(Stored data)

────────────────

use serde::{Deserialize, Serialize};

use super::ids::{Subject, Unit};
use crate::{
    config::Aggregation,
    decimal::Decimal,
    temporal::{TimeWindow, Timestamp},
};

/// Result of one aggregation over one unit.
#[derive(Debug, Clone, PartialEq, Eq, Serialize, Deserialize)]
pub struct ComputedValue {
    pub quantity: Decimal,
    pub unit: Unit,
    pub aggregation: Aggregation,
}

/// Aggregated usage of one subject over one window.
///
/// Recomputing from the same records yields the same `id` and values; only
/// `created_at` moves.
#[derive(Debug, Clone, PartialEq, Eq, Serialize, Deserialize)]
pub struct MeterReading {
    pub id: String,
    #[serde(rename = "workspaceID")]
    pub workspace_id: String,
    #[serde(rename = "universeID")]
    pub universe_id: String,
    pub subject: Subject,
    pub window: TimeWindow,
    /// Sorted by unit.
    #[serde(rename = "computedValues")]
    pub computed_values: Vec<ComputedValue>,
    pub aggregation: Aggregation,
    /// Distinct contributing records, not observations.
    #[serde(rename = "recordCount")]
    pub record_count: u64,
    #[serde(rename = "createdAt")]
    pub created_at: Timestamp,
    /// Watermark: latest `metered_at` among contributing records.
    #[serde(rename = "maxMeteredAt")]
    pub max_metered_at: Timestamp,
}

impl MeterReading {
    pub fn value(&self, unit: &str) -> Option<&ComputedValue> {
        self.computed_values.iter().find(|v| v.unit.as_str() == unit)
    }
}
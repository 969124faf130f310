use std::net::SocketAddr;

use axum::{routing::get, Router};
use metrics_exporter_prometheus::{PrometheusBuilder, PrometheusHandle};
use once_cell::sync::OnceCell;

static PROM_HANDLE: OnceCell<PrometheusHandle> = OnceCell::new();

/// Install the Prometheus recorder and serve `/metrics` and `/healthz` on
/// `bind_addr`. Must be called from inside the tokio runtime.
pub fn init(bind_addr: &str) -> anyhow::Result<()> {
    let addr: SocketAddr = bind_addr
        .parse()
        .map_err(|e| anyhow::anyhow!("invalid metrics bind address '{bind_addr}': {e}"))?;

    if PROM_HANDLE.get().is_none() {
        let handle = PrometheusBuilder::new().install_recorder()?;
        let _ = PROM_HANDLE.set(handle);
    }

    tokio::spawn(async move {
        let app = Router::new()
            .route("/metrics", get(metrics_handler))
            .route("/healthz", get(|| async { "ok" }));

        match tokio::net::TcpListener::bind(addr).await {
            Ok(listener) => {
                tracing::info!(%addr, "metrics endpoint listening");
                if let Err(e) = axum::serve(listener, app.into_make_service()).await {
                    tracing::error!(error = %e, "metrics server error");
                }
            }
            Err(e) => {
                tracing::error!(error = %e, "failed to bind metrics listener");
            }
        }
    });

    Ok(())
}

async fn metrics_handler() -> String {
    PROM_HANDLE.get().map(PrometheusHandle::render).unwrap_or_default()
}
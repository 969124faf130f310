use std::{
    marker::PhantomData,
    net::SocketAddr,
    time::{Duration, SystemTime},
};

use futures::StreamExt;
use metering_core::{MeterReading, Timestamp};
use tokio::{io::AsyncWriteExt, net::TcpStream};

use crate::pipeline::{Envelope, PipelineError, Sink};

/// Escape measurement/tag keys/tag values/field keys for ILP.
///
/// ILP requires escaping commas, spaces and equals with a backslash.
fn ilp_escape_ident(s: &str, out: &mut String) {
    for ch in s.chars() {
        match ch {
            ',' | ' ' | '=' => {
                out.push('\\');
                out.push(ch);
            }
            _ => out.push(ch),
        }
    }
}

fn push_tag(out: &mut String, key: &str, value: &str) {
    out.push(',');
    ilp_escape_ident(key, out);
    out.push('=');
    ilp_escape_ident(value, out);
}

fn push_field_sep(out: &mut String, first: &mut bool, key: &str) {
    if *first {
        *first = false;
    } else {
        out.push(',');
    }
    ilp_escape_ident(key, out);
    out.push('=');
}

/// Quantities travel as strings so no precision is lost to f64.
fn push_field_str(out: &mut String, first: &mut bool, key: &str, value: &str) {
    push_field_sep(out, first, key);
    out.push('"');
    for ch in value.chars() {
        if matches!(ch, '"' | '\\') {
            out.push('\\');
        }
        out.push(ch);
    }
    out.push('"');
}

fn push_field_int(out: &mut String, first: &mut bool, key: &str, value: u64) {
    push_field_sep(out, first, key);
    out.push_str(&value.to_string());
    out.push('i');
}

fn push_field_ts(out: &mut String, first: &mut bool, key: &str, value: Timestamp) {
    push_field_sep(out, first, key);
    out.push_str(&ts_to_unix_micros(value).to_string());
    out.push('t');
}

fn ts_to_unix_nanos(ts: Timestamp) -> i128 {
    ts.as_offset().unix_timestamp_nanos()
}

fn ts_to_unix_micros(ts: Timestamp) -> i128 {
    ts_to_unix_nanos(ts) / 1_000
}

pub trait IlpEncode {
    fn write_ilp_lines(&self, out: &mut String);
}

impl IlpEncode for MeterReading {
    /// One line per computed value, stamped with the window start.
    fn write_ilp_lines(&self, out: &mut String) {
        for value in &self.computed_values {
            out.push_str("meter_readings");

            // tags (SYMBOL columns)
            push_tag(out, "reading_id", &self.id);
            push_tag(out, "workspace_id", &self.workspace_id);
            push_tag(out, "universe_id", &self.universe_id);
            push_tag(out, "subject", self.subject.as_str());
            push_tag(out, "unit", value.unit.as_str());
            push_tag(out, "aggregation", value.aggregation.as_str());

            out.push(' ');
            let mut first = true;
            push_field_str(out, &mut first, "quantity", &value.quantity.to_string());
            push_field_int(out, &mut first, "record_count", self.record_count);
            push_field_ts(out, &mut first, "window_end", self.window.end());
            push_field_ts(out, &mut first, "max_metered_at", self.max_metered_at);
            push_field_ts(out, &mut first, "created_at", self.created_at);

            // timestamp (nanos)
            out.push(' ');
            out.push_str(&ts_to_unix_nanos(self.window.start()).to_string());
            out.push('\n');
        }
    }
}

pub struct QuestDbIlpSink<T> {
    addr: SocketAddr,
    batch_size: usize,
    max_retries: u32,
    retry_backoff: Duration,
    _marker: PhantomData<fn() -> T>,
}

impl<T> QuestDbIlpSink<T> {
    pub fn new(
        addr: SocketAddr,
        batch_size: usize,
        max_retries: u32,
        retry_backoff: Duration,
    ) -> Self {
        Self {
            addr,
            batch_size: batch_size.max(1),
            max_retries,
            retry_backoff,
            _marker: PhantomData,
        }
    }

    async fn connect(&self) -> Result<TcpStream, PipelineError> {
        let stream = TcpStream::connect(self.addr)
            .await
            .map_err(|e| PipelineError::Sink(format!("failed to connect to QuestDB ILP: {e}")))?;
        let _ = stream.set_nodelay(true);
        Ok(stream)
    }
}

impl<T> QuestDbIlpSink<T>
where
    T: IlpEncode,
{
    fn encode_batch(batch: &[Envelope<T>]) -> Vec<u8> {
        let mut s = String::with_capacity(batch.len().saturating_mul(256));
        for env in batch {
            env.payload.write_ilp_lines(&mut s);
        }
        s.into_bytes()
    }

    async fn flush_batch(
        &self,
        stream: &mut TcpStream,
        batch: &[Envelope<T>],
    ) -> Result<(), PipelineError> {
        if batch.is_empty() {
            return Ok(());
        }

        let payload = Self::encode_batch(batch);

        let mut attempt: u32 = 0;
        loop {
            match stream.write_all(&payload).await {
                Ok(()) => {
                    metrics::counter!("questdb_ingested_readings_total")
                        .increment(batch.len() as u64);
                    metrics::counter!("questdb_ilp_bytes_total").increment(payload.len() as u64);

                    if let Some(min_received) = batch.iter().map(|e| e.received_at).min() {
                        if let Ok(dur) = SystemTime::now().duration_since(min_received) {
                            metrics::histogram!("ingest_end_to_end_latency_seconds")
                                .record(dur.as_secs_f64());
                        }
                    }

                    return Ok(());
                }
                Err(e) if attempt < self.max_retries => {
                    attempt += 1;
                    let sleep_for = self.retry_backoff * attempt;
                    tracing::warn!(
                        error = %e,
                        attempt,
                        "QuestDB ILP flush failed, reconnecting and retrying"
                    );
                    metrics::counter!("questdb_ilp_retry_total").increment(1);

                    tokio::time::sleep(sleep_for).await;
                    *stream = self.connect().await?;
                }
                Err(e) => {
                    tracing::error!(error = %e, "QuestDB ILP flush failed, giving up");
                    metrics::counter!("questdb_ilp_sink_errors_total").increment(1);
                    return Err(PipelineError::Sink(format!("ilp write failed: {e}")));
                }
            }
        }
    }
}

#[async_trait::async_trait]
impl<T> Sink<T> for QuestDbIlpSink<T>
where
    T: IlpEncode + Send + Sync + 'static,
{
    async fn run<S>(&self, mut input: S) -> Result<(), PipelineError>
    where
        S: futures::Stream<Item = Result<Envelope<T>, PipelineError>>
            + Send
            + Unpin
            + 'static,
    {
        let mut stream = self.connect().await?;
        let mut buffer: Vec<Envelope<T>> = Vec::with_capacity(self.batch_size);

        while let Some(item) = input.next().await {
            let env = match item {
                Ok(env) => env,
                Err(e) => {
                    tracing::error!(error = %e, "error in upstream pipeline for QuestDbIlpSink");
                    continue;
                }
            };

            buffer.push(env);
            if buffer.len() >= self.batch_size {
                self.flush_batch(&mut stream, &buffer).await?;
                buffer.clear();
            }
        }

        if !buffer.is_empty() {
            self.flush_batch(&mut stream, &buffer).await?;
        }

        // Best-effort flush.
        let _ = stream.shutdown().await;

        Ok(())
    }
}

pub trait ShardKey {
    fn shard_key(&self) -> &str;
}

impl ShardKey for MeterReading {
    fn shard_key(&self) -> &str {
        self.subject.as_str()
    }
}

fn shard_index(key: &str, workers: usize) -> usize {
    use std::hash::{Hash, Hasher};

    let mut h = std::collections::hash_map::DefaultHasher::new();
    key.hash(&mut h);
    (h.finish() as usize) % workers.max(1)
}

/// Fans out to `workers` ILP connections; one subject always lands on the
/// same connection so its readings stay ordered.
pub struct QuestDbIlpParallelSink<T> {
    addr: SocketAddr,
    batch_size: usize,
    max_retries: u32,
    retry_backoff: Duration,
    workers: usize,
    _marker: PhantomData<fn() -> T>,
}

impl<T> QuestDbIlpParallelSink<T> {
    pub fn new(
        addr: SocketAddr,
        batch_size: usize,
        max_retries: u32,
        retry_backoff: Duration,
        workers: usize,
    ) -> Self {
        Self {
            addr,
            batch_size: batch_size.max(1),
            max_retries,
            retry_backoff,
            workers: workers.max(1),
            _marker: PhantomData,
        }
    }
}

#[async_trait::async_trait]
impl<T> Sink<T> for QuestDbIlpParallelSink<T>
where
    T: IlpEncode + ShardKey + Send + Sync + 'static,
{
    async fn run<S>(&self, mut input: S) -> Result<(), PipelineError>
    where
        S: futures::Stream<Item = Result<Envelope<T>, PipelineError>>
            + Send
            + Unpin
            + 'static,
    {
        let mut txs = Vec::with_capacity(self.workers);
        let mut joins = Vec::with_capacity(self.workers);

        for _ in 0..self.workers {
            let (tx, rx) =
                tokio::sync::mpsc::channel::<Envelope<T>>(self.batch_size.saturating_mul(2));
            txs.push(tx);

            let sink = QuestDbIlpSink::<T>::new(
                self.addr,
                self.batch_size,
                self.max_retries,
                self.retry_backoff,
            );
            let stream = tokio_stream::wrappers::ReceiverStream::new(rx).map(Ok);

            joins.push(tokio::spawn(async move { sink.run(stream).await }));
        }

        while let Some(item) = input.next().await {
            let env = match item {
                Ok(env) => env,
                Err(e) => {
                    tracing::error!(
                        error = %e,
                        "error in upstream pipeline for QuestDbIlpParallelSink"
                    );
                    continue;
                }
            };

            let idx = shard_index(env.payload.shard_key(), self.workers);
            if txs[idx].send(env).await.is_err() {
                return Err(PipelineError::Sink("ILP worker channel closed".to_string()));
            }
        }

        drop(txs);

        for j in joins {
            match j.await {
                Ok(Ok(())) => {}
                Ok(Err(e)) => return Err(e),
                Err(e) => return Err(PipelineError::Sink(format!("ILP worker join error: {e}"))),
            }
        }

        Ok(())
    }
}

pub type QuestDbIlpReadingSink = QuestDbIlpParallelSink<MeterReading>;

────────────────

* Brief *
Pull out every line in the data above that has the word "healthz".

* Task solution *
/// Install the Prometheus recorder and serve `/metrics` and `/healthz` on
            .route("/healthz", get(|| async { "ok" }));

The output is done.